╭─ Data to process

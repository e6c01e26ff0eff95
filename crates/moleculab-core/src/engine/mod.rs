//! # Engine Module
//!
//! The stateful layer of the sandbox. [`sandbox::SandboxEngine`] owns the entity
//! store, selection, interaction state, simulation clock and parameters, and is
//! the only place where they are mutated.
//!
//! Rendering collaborators read immutable [`snapshot::Snapshot`] copies and drain
//! [`events::EngineEvent`] notices; they never hold references into engine state.

pub mod clock;
pub mod config;
pub mod error;
pub mod events;
pub mod interaction;
pub mod progress;
pub mod sandbox;
pub mod snapshot;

╰─

Work to complete ▸
Every entry should be reproduced word for word.

Exercise answer ▸
repository e6c01e26ff0eff95
filename crates/moleculab-core/src/engine/mod.rs
//! # Engine Module
//!
//! The stateful layer of the sandbox. [`sandbox::SandboxEngine`] owns the entity
//! store, selection, interaction state, simulation clock and parameters, and is
//! the only place where they are mutated.
//!
//! Rendering collaborators read immutable [`snapshot::Snapshot`] copies and drain
//! [`events::EngineEvent`] notices; they never hold references into engine state.

pub mod clock;
pub mod config;
pub mod error;
pub mod events;
pub mod interaction;
pub mod progress;
pub mod sandbox;
pub mod snapshot;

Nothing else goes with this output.